## WHAT IS EXPECTED
Pull out every line in the data that has the string "classify" in it.

++++ DATA TO PROCESS ++++

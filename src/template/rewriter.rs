use std::rc::Rc;

use tracing::trace;

use crate::{
    ast::{Expr, FunctionDef, Statement, WrapMode},
    error::TemplateError,
    interpreter::parser::core::parse_expression_source,
    template::{
        diagnostics::truncate_fragment,
        emission::is_reserved_name,
        splitter::{Segment, split, strip_comments},
    },
};

/// Result type of the rewriting pass.
pub type RewriteResult<T> = Result<T, TemplateError>;

/// How a function definition is treated by the rewriter.
#[derive(Debug, Clone, Copy, PartialEq, Eq)]
pub enum FunctionClass {
    /// An ordinary function; it becomes a gathering function.
    Plain,
    /// The definition was already rewritten; it is left alone.
    AlreadyWrapped,
    /// A dunder function; it runs without a gathering buffer.
    Reserved,
}

/// Classifies a function definition.
///
/// # Example
/// ```
/// use stencil::{
///     ast::{FunctionDef, WrapMode},
///     template::rewriter::{FunctionClass, classify},
/// };
///
/// let def = FunctionDef { name:   "__init__".to_string(),
///                         params: Vec::new(),
///                         body:   Vec::new(),
///                         wrap:   WrapMode::Bare,
///                         line:   1, };
/// assert_eq!(classify(&def), FunctionClass::Reserved);
/// ```
#[must_use]
pub fn classify(def: &FunctionDef) -> FunctionClass {
    match def.wrap {
        WrapMode::Gathering | WrapMode::Reserved => FunctionClass::AlreadyWrapped,
        WrapMode::Bare if is_reserved_name(&def.name) => FunctionClass::Reserved,
        WrapMode::Bare => FunctionClass::Plain,
    }
}

/// Applies the template rewrite rules to a parsed unit.
///
/// - Every string literal is split on its interpolation markers and turned
///   into a concatenation of its literal text and stringified expressions.
/// - Every expression statement becomes an emit statement.
/// - Every function definition gets the wrap mode of its class.
///
/// The whole tree is visited, including function bodies, lambda bodies and
/// the expressions found inside interpolations.
///
/// # Errors
/// `TemplateError` when a literal has unbalanced markers or an
/// interpolated segment is not a valid expression.
pub fn rewrite_program(statements: Vec<Statement>, file: &str) -> RewriteResult<Vec<Statement>> {
    Rewriter { file }.block(statements)
}

struct Rewriter<'a> {
    file: &'a str,
}

impl Rewriter<'_> {
    fn block(&self, statements: Vec<Statement>) -> RewriteResult<Vec<Statement>> {
        statements.into_iter()
                  .map(|statement| self.statement(statement))
                  .collect()
    }

    fn statement(&self, statement: Statement) -> RewriteResult<Statement> {
        Ok(match statement {
               Statement::Function(def) => Statement::Function(self.function(def)?),
               Statement::Expression { expr, line } | Statement::Emit { expr, line } => {
                   Statement::Emit { expr: self.expr(expr)?,
                                     line }
               },
               Statement::Assignment { name, value, line } => {
                   Statement::Assignment { name,
                                           value: self.expr(value)?,
                                           line }
               },
               Statement::CompoundAssignment { name,
                                               op,
                                               value,
                                               line, } => {
                   Statement::CompoundAssignment { name,
                                                   op,
                                                   value: self.expr(value)?,
                                                   line }
               },
               Statement::IndexAssignment { name,
                                            index,
                                            value,
                                            line, } => {
                   Statement::IndexAssignment { name,
                                                index: self.expr(index)?,
                                                value: self.expr(value)?,
                                                line }
               },
               Statement::If { condition,
                               then_branch,
                               else_branch,
                               line, } => {
                   Statement::If { condition: self.expr(condition)?,
                                   then_branch: self.block(then_branch)?,
                                   else_branch: else_branch.map(|b| self.block(b)).transpose()?,
                                   line }
               },
               Statement::For { var,
                                iterable,
                                body,
                                line, } => {
                   Statement::For { var,
                                    iterable: self.expr(iterable)?,
                                    body: self.block(body)?,
                                    line }
               },
               Statement::While { condition, body, line } => {
                   Statement::While { condition: self.expr(condition)?,
                                      body: self.block(body)?,
                                      line }
               },
               Statement::Return { value, line } => {
                   Statement::Return { value: value.map(|v| self.expr(v)).transpose()?,
                                       line }
               },
               other @ (Statement::Break { .. }
                        | Statement::Continue { .. }
                        | Statement::Import { .. }) => other,
           })
    }

    fn function(&self, def: Rc<FunctionDef>) -> RewriteResult<Rc<FunctionDef>> {
        let class = classify(&def);
        if class == FunctionClass::AlreadyWrapped {
            return Ok(def);
        }

        let def = Rc::unwrap_or_clone(def);
        trace!(function = %def.name, ?class, "rewriting function");

        Ok(Rc::new(FunctionDef { wrap: match class {
                                     FunctionClass::Reserved => WrapMode::Reserved,
                                     _ => WrapMode::Gathering,
                                 },
                                 body: self.block(def.body)?,
                                 ..def }))
    }

    fn expr(&self, expr: Expr) -> RewriteResult<Expr> {
        Ok(match expr {
               Expr::Str { value, line } => self.literal(&value, line)?,
               Expr::Concat { parts, line } => {
                   Expr::Concat { parts: self.exprs(parts)?,
                                  line }
               },
               Expr::Stringify { expr, line } => {
                   Expr::Stringify { expr: Box::new(self.expr(*expr)?),
                                     line }
               },
               Expr::UnaryOp { op, expr, line } => {
                   Expr::UnaryOp { op,
                                   expr: Box::new(self.expr(*expr)?),
                                   line }
               },
               Expr::BinaryOp { left,
                                op,
                                right,
                                line, } => {
                   Expr::BinaryOp { left: Box::new(self.expr(*left)?),
                                    op,
                                    right: Box::new(self.expr(*right)?),
                                    line }
               },
               Expr::Conditional { condition,
                                   then_branch,
                                   else_branch,
                                   line, } => {
                   Expr::Conditional { condition:   Box::new(self.expr(*condition)?),
                                       then_branch: Box::new(self.expr(*then_branch)?),
                                       else_branch: Box::new(self.expr(*else_branch)?),
                                       line, }
               },
               Expr::Call { callee,
                            arguments,
                            line, } => {
                   Expr::Call { callee: Box::new(self.expr(*callee)?),
                                arguments: self.exprs(arguments)?,
                                line }
               },
               Expr::Index { target, index, line } => {
                   Expr::Index { target: Box::new(self.expr(*target)?),
                                 index: Box::new(self.expr(*index)?),
                                 line }
               },
               Expr::ListLiteral { elements, line } => {
                   Expr::ListLiteral { elements: self.exprs(elements)?,
                                       line }
               },
               Expr::Lambda { params, body, line } => {
                   Expr::Lambda { params,
                                  body: Rc::new(self.expr(Rc::unwrap_or_clone(body))?),
                                  line }
               },
               other @ (Expr::Literal { .. } | Expr::Variable { .. }) => other,
           })
    }

    fn exprs(&self, exprs: Vec<Expr>) -> RewriteResult<Vec<Expr>> {
        exprs.into_iter().map(|expr| self.expr(expr)).collect()
    }

    /// Desugars one string literal.
    fn literal(&self, text: &str, line: usize) -> RewriteResult<Expr> {
        let segments = split(text).map_err(|imbalance| {
                                      TemplateError::UnbalancedMarkers {
                                          file: self.file.to_string(),
                                          line,
                                          fragment: truncate_fragment(&strip_comments(text)),
                                          imbalance,
                                      }
                                  })?;

        if let [Segment::Literal(value)] = segments.as_slice() {
            return Ok(Expr::Str { value: value.clone(),
                                  line });
        }

        let mut parts = Vec::with_capacity(segments.len());
        for segment in segments {
            match segment {
                Segment::Literal(value) if value.is_empty() => {},
                Segment::Literal(value) => parts.push(Expr::Str { value, line }),
                Segment::Expression(source) if source.trim().is_empty() => {},
                Segment::Expression(source) => {
                    let parsed = parse_expression_source(&source, line).map_err(|cause| {
                        TemplateError::MalformedInterpolation { file: self.file.to_string(),
                                                                line,
                                                                fragment: truncate_fragment(&source),
                                                                cause }
                    })?;
                    parts.push(Expr::Stringify { expr: Box::new(self.expr(parsed)?),
                                                 line });
                },
            }
        }

        Ok(Expr::Concat { parts, line })
    }
}

#[cfg(test)]
mod tests {
    use super::*;
    use crate::{
        interpreter::{lexer::tokenize, parser::core::parse_program},
        template::splitter::MarkerImbalance,
    };

    fn rewrite(source: &str) -> RewriteResult<Vec<Statement>> {
        let tokens = tokenize(source, 1).unwrap();
        let statements = parse_program(&mut tokens.iter().peekable()).unwrap();
        rewrite_program(statements, "test.tmpl")
    }

    fn only_emitted(source: &str) -> Expr {
        match rewrite(source).unwrap().remove(0) {
            Statement::Emit { expr, .. } => expr,
            other => panic!("expected an emit, got {other:?}"),
        }
    }

    #[test]
    fn expression_statements_become_emits() {
        let statements = rewrite("1\nx = 2\nx").unwrap();

        assert!(matches!(statements[0], Statement::Emit { .. }));
        assert!(matches!(statements[1], Statement::Assignment { .. }));
        assert!(matches!(statements[2], Statement::Emit { .. }));
    }

    #[test]
    fn plain_literal_stays_a_string() {
        assert_eq!(only_emitted("\"plain ## gone\""),
                   Expr::Str { value: "plain ".to_string(),
                               line:  1, });
    }

    #[test]
    fn interpolated_literal_becomes_concat() {
        let Expr::Concat { parts, .. } = only_emitted("\"a{{x}}b{{ }}\"") else {
            panic!("expected a concatenation");
        };

        assert_eq!(parts.len(), 3);
        assert_eq!(parts[0],
                   Expr::Str { value: "a".to_string(),
                               line:  1, });
        assert!(matches!(&parts[1], Expr::Stringify { expr, .. }
                         if matches!(**expr, Expr::Variable { ref name, .. } if name == "x")));
        assert_eq!(parts[2],
                   Expr::Str { value: "b".to_string(),
                               line:  1, });
    }

    #[test]
    fn nested_literals_are_rewritten_too() {
        let Expr::Concat { parts, .. } = only_emitted("\"{{ '[{{y}}]' }}\"") else {
            panic!("expected a concatenation");
        };
        let Expr::Stringify { expr, .. } = &parts[0] else {
            panic!("expected a stringified segment");
        };

        assert!(matches!(**expr, Expr::Concat { .. }));
    }

    #[test]
    fn functions_are_classified() {
        let statements = rewrite("fn f() { 1 }\nfn __init__() { 2 }").unwrap();
        let wraps = statements.iter()
                              .filter_map(|statement| match statement {
                                  Statement::Function(def) => Some(def.wrap),
                                  _ => None,
                              })
                              .collect::<Vec<_>>();

        assert_eq!(wraps, vec![WrapMode::Gathering, WrapMode::Reserved]);
    }

    #[test]
    fn rewriting_twice_changes_nothing() {
        let once = rewrite("fn f() { \"a{{1}}\" }").unwrap();
        let twice = rewrite_program(once.clone(), "test.tmpl").unwrap();

        assert_eq!(once, twice);
    }

    #[test]
    fn nested_function_bodies_are_rewritten() {
        let statements = rewrite("fn outer() {\n  fn inner() { 1 }\n  inner()\n}").unwrap();
        let Statement::Function(outer) = &statements[0] else {
            panic!("expected a function");
        };

        assert!(matches!(&outer.body[0], Statement::Function(def) if def.wrap == WrapMode::Gathering));
        assert!(matches!(outer.body[1], Statement::Emit { .. }));
    }

    #[test]
    fn unbalanced_literal_is_a_compile_error() {
        let error = rewrite("x = 1\ny = \"a{{b\"").unwrap_err();

        assert_eq!(error,
                   TemplateError::UnbalancedMarkers { file:      "test.tmpl".to_string(),
                                                      line:      2,
                                                      fragment:  "a{{b".to_string(),
                                                      imbalance: MarkerImbalance::Unclosed { depth: 1 }, });
    }

    #[test]
    fn malformed_segment_is_a_compile_error() {
        let error = rewrite("\"{{ 1 + }}\"").unwrap_err();

        assert!(matches!(error, TemplateError::MalformedInterpolation { ref fragment, line: 1, .. }
                                if fragment == " 1 + "));
    }
}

++++

## RESPONSE BELOW
///     template::rewriter::{FunctionClass, classify},
/// assert_eq!(classify(&def), FunctionClass::Reserved);
pub fn classify(def: &FunctionDef) -> FunctionClass {
        let class = classify(&def);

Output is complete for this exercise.